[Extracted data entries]
+--

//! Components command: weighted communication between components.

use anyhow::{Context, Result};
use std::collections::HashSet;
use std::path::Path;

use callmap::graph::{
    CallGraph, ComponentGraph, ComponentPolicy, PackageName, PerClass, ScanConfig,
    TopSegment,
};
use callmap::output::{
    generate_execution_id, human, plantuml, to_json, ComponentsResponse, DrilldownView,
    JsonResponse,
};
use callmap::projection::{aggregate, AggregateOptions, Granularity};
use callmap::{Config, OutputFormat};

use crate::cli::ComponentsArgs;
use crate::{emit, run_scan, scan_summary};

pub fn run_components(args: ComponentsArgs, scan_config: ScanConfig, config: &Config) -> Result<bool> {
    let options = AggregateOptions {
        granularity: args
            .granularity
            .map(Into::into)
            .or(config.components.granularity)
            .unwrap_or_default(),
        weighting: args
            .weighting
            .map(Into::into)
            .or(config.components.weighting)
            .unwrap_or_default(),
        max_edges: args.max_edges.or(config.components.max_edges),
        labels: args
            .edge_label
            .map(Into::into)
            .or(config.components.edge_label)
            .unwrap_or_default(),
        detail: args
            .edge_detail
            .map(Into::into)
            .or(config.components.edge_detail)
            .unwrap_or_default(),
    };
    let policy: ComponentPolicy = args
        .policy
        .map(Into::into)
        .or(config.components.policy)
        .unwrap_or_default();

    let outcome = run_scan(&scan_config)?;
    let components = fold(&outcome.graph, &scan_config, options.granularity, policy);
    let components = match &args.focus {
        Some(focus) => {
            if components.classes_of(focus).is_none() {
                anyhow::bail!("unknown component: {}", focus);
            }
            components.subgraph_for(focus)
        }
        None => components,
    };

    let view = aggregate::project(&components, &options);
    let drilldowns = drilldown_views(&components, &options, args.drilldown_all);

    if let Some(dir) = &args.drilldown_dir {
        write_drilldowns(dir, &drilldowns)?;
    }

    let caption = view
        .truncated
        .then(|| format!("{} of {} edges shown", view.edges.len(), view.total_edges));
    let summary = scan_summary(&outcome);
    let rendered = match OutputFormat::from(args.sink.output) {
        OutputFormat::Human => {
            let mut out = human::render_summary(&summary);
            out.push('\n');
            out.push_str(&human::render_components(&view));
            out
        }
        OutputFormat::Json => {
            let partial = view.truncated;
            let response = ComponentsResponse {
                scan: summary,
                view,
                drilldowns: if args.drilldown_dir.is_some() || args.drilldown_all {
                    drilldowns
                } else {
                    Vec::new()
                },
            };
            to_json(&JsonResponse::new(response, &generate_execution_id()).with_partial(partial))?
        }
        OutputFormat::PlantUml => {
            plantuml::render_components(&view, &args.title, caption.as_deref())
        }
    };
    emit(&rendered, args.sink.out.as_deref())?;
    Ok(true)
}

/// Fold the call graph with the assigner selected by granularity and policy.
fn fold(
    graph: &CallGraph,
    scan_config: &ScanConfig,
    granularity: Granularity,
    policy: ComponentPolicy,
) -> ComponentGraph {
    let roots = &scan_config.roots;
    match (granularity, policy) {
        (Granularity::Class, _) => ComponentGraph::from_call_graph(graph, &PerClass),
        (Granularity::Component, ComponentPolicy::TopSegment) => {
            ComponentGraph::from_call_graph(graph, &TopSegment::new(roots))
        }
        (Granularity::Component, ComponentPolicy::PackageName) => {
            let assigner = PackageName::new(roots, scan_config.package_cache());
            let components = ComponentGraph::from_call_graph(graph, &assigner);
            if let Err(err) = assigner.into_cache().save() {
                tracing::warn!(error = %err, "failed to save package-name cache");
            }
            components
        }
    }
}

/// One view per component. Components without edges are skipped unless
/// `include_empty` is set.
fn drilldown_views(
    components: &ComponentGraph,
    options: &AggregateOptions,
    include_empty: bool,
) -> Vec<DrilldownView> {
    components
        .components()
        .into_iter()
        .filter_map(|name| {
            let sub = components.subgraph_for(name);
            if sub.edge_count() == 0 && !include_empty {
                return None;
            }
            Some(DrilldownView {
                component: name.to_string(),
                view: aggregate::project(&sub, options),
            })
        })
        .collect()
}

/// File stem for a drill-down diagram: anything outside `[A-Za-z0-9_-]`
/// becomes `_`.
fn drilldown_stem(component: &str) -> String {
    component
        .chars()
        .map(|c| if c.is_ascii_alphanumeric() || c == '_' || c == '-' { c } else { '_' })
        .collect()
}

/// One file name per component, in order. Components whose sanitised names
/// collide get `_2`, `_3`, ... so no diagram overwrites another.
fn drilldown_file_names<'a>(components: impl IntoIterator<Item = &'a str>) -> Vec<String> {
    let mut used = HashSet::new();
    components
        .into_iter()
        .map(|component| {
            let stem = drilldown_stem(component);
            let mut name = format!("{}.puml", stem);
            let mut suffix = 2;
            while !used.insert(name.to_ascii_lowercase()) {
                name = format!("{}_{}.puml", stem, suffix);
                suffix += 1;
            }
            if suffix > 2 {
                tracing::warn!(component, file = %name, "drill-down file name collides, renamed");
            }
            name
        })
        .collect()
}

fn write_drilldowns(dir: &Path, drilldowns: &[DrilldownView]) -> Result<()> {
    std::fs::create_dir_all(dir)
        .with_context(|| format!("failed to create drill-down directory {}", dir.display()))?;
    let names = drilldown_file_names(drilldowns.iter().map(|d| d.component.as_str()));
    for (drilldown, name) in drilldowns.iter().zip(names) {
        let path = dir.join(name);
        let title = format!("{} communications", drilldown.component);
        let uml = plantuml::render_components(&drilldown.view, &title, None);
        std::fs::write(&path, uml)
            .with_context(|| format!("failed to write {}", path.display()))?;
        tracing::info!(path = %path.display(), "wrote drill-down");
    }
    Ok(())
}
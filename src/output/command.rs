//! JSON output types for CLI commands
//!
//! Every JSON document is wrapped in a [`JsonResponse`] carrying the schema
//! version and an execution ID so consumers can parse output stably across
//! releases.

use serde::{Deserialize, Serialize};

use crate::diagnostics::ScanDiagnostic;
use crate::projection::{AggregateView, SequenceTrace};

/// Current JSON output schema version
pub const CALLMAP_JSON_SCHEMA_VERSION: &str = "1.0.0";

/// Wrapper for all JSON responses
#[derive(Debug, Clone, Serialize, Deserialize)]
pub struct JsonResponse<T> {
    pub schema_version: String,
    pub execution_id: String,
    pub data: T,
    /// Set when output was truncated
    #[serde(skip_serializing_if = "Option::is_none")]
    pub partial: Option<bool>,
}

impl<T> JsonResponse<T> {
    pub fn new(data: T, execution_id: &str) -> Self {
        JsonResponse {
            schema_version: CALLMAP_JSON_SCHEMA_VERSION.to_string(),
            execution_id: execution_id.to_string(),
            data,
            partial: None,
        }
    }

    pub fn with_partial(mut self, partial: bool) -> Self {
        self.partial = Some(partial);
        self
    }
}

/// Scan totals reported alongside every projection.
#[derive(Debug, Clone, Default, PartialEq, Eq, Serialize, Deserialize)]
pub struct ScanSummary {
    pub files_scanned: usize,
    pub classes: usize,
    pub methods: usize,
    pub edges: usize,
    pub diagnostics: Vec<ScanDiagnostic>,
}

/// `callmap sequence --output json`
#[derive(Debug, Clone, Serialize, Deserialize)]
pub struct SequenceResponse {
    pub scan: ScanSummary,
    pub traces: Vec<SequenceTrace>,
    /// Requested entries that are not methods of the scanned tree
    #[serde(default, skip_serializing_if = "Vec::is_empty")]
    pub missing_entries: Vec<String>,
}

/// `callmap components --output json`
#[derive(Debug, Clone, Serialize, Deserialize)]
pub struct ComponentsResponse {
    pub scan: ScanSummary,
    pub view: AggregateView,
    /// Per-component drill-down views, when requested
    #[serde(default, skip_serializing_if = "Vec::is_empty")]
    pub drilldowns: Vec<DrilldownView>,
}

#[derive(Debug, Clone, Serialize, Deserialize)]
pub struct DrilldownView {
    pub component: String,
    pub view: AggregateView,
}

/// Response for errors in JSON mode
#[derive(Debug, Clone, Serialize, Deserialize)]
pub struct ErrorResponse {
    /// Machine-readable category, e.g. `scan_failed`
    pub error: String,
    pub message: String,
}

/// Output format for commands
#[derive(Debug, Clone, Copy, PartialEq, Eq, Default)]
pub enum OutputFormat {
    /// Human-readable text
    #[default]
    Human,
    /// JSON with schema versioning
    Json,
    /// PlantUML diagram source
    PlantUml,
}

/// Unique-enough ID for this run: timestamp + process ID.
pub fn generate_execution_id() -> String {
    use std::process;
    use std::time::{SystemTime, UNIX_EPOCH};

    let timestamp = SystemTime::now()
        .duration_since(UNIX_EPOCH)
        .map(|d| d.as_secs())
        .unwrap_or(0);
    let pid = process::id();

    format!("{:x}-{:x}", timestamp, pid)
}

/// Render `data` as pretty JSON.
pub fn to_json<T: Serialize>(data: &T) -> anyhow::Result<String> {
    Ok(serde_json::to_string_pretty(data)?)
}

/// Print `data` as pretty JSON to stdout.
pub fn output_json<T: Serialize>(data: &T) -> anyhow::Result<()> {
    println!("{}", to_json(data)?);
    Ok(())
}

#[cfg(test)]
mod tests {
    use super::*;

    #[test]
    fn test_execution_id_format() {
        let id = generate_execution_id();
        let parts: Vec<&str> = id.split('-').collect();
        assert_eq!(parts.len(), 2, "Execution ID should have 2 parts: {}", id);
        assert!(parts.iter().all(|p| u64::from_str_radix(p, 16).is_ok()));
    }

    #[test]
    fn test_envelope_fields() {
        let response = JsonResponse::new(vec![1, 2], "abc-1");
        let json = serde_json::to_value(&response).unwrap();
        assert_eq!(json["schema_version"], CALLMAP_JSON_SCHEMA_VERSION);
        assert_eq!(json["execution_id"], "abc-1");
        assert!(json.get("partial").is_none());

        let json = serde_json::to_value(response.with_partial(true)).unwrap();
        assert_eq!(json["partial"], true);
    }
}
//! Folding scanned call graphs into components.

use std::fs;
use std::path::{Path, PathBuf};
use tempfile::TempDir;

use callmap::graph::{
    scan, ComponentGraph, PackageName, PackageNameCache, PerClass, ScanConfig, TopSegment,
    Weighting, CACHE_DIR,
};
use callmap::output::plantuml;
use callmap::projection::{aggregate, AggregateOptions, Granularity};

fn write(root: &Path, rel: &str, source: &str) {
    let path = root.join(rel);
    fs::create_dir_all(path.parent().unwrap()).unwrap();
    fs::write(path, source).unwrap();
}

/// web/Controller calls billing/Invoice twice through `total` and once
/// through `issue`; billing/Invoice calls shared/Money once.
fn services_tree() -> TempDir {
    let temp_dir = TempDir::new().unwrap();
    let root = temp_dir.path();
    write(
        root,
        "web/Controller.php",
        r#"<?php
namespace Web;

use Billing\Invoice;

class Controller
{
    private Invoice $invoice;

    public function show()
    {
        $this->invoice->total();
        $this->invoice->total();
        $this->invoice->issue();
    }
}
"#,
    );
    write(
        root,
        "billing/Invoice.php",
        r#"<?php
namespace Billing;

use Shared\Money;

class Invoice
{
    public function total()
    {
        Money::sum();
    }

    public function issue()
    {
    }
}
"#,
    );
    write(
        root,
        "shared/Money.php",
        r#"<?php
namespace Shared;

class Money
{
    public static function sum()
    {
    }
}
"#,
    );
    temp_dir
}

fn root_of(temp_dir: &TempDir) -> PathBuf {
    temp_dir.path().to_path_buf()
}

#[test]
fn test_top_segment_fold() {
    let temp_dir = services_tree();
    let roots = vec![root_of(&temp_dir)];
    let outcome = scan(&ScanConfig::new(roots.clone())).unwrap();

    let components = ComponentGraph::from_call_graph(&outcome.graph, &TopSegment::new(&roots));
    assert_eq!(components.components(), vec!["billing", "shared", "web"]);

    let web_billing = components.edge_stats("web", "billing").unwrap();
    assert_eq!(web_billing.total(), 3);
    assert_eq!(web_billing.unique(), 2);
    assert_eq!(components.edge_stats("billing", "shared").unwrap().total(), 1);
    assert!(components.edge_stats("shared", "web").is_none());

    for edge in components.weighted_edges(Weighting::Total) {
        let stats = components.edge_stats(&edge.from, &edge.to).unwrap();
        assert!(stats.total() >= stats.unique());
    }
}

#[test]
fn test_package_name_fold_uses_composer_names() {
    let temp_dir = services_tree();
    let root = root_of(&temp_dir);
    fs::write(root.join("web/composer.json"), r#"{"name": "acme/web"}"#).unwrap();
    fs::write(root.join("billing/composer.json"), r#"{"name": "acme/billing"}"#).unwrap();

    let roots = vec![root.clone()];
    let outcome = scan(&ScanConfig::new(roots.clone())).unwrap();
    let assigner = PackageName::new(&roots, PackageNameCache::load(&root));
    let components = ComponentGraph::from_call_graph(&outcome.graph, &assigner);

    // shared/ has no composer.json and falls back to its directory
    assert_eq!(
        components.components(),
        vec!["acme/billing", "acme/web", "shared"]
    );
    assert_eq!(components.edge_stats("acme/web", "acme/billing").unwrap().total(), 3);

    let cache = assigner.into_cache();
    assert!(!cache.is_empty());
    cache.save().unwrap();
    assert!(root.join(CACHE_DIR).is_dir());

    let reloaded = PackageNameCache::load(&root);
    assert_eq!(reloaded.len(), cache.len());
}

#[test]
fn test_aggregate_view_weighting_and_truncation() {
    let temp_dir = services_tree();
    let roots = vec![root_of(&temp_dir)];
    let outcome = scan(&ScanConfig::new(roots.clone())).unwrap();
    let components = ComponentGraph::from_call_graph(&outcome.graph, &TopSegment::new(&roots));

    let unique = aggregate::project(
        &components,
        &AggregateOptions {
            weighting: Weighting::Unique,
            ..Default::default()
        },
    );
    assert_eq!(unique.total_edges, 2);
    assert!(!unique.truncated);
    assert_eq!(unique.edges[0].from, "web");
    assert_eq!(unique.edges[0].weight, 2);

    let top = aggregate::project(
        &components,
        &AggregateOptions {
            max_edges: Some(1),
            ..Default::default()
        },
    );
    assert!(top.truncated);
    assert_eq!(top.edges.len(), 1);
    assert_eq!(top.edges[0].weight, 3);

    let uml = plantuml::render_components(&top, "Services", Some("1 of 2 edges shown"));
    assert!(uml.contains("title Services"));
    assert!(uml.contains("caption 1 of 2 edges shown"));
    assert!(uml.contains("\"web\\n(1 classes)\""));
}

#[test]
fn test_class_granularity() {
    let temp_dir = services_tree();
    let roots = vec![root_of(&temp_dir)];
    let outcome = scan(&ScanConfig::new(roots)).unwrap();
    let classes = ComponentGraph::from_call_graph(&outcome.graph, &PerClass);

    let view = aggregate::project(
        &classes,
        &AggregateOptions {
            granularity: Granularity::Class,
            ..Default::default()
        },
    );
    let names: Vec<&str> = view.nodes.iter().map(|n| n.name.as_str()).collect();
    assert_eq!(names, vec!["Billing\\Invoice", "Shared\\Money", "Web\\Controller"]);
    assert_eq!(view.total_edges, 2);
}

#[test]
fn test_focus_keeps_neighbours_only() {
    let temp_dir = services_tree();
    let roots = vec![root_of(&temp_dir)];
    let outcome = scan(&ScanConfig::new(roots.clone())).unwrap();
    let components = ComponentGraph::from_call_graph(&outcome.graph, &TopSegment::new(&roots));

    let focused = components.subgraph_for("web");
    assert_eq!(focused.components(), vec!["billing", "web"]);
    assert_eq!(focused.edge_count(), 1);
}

+--

> **Assigned task**
Could you transcribe the entries above word for word, from the line with "pub struct DrilldownView" down to the line with "use callmap::output::plantuml;", keeping both?

> **Response for this exercise**
pub struct DrilldownView {
    pub component: String,
    pub view: AggregateView,
}

/// Response for errors in JSON mode
#[derive(Debug, Clone, Serialize, Deserialize)]
pub struct ErrorResponse {
    /// Machine-readable category, e.g. `scan_failed`
    pub error: String,
    pub message: String,
}

/// Output format for commands
#[derive(Debug, Clone, Copy, PartialEq, Eq, Default)]
pub enum OutputFormat {
    /// Human-readable text
    #[default]
    Human,
    /// JSON with schema versioning
    Json,
    /// PlantUML diagram source
    PlantUml,
}

/// Unique-enough ID for this run: timestamp + process ID.
pub fn generate_execution_id() -> String {
    use std::process;
    use std::time::{SystemTime, UNIX_EPOCH};

    let timestamp = SystemTime::now()
        .duration_since(UNIX_EPOCH)
        .map(|d| d.as_secs())
        .unwrap_or(0);
    let pid = process::id();

    format!("{:x}-{:x}", timestamp, pid)
}

/// Render `data` as pretty JSON.
pub fn to_json<T: Serialize>(data: &T) -> anyhow::Result<String> {
    Ok(serde_json::to_string_pretty(data)?)
}

/// Print `data` as pretty JSON to stdout.
pub fn output_json<T: Serialize>(data: &T) -> anyhow::Result<()> {
    println!("{}", to_json(data)?);
    Ok(())
}

#[cfg(test)]
mod tests {
    use super::*;

    #[test]
    fn test_execution_id_format() {
        let id = generate_execution_id();
        let parts: Vec<&str> = id.split('-').collect();
        assert_eq!(parts.len(), 2, "Execution ID should have 2 parts: {}", id);
        assert!(parts.iter().all(|p| u64::from_str_radix(p, 16).is_ok()));
    }

    #[test]
    fn test_envelope_fields() {
        let response = JsonResponse::new(vec![1, 2], "abc-1");
        let json = serde_json::to_value(&response).unwrap();
        assert_eq!(json["schema_version"], CALLMAP_JSON_SCHEMA_VERSION);
        assert_eq!(json["execution_id"], "abc-1");
        assert!(json.get("partial").is_none());

        let json = serde_json::to_value(response.with_partial(true)).unwrap();
        assert_eq!(json["partial"], true);
    }
}
//! Folding scanned call graphs into components.

use std::fs;
use std::path::{Path, PathBuf};
use tempfile::TempDir;

use callmap::graph::{
    scan, ComponentGraph, PackageName, PackageNameCache, PerClass, ScanConfig, TopSegment,
    Weighting, CACHE_DIR,
};
use callmap::output::plantuml;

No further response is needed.